By Bob Allen
A century-and-a-half after the United States fought a civil war over slavery, two black and two white Baptist pastors in Kentucky say it is time for another war against “fear and racism.”
“This war will not employ guns and grenades but the nonviolent tactics of the 1960s civil rights movement, targeted at capturing hearts even as it liberates cities like Louisville from the residual effects of slavery,” the quartet said in a June 23 op-ed in the Louisville Courier-Journal.
Highland Baptist Church Pastor Joe Phelps and Chris Caldwell of Broadway Baptist Church in Louisville, both white, joined African-American pastors Kevin Cosby of St. Stephen Baptist Church and Bruce Williams of Bates Memorial Baptist Church in a “fight to transform educational and economic opportunities for Louisville’s black community until there is a level playing field.”

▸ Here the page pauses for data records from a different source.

impl RouteRunner {
    pub fn new(
        sink: Arc<dyn CommandSink>,
        tracker: Arc<PulseTracker>,
        shared: Arc<SharedState>,
        config: &NavConfig,
    ) -> Self {
        Self {
            sink,
            tracker,
            shared,
            robot: config.robot.clone(),
            timing: config.route.clone(),
        }
    }

    /// Execute the route. Blocks until the terminal state.
    ///
    /// `initial_heading` is where the robot's nose points before the
    /// first segment; supplied by the operator, or suggested from the
    /// path's first segment by [`suggest_heading`].
    pub fn run(&self, path: &[Cell], initial_heading: Heading) -> Result<RouteOutcome> {
        if path.len() < 2 {
            return Err(NavError::Route(
                "route needs at least 2 cells; solve the maze first".into(),
            ));
        }
        if !self.shared.try_begin_route() {
            return Err(NavError::Route("a route is already running".into()));
        }

        let result = self.drive(path, initial_heading);
        self.shared.end_route();
        result
    }

    fn drive(&self, path: &[Cell], initial_heading: Heading) -> Result<RouteOutcome> {
        let total = path.len() - 1;
        let mut heading = initial_heading;

        info!(
            steps = total,
            %initial_heading,
            start = %path[0],
            end = %path[path.len() - 1],
            "route started"
        );
        self.shared.publish_progress(RouteState::Running, 0, total);

        // Reset the robot's odometry once; the map itself is untouched.
        self.sink.send(Command::ZeroOdometry)?;
        self.settle(self.timing.settle_ms);

        let mut aborted = false;

        'segments: for (i, pair) in path.windows(2).enumerate() {
            if self.shared.abort_requested() {
                aborted = true;
                break;
            }

            let target = Heading::between(pair[0], pair[1]).ok_or_else(|| {
                NavError::Route(format!(
                    "path cells {} and {} are not adjacent",
                    pair[0], pair[1]
                ))
            })?;
            let turn = heading.turn_to(target);

            info!(
                step = i + 1,
                total,
                from = %pair[0],
                to = %pair[1],
                %target,
                turn_deg = turn,
                "segment"
            );

            if turn != 0 {
                let cmd = if turn > 0 {
                    Command::TurnRight
                } else {
                    Command::TurnLeft
                };
                let repetitions = turn.unsigned_abs() / 90;
                for rep in 0..repetitions {
                    if self.shared.abort_requested() {
                        aborted = true;
                        break 'segments;
                    }
                    debug!(rep = rep + 1, repetitions, ?cmd, "rotating 90°");
                    self.primitive(
                        cmd,
                        self.robot.pulses_per_turn,
                        self.timing.turn_timeout(),
                        self.timing.settle_ms,
                    )?;
                }
                heading = target;
            }

            if self.shared.abort_requested() {
                aborted = true;
                break;
            }

            self.primitive(
                Command::Forward,
                self.robot.pulses_per_cell,
                self.timing.forward_timeout(),
                self.timing.post_forward_settle_ms,
            )?;

            let remaining_cm = (total - (i + 1)) as f32 * CELL_SIZE_CM;
            self.shared.publish_progress(RouteState::Running, i + 1, total);
            info!(step = i + 1, total, %heading, remaining_cm, "segment done");
        }

        // Always leave the motors stopped.
        self.sink.send(Command::Stop)?;

        if aborted {
            self.shared.publish_progress(RouteState::Aborted, self.shared.route_status().step, total);
            warn!("route aborted by operator");
            Ok(RouteOutcome::Aborted)
        } else {
            self.shared.publish_progress(RouteState::Done, total, total);
            info!(
                last_pulses = self.tracker.current(),
                "route completed, robot at destination"
            );
            Ok(RouteOutcome::Completed)
        }
    }

    /// One atomic motion primitive: zero encoders, move, wait for the
    /// pulse target, stop, settle.
    fn primitive(
        &self,
        cmd: Command,
        target_pulses: u32,
        timeout: Duration,
        settle_after_ms: u64,
    ) -> Result<()> {
        self.tracker.reset();
        self.sink.send(Command::ZeroSteps)?;
        self.settle(self.timing.zero_settle_ms);

        self.sink.send(cmd)?;
        let achieved = self.tracker.wait_for(target_pulses as f32, timeout);
        self.sink.send(Command::Stop)?;

        debug!(?cmd, achieved, target_pulses, "primitive finished");
        self.settle(settle_after_ms);
        Ok(())
    }

    fn settle(&self, ms: u64) {
        if ms > 0 {
            thread::sleep(Duration::from_millis(ms));
        }
    }

    /// Calibration: one 90° right turn, reporting achieved vs target.
    pub fn test_turn(&self) -> Result<(f32, u32)> {
        self.calibration(
            Command::TurnRight,
            self.robot.pulses_per_turn,
            RouteConfig::turn_timeout,
        )
    }

    /// Calibration: one 25cm advance, reporting achieved vs target.
    pub fn test_advance(&self) -> Result<(f32, u32)> {
        self.calibration(
            Command::Forward,
            self.robot.pulses_per_cell,
            RouteConfig::forward_timeout,
        )
    }

    fn calibration(
        &self,
        cmd: Command,
        target: u32,
        timeout: impl Fn(&RouteConfig) -> Duration,
    ) -> Result<(f32, u32)> {
        if !self.shared.try_begin_route() {
            return Err(NavError::Route("a route is already running".into()));
        }

        let run = || -> Result<f32> {
            self.tracker.reset();
            self.sink.send(Command::ZeroSteps)?;
            self.settle(self.timing.zero_settle_ms);
            self.sink.send(cmd)?;
            let achieved = self.tracker.wait_for(target as f32, timeout(&self.timing));
            self.sink.send(Command::Stop)?;
            self.settle(self.timing.settle_ms);
            Ok(achieved)
        };
        let result = run();
        self.shared.end_route();

        let achieved = result?;
        info!(?cmd, achieved, target, "calibration primitive finished");
        Ok((achieved, target))
    }
}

“This war will liberate white Americans chained to subtle and not-so-subtle patterns of material and emotional dominance over black Americans,” they said. “These patterns justify racist business decisions that keep black communities poor. They retain ‘us’ and ‘them’ thinking that becomes the seedbed of competition, disdain, and eventually demonization and extermination.”
The pastors said the effects of slavery are still evident 150 years after the last slaves were set free. Educational and economic disparities perpetuated through the Jim Crow era, they said, are now seen in “today’s new Jim Crow laws” that disproportionately “imprison black communities who have few options and understandably give in to despair.”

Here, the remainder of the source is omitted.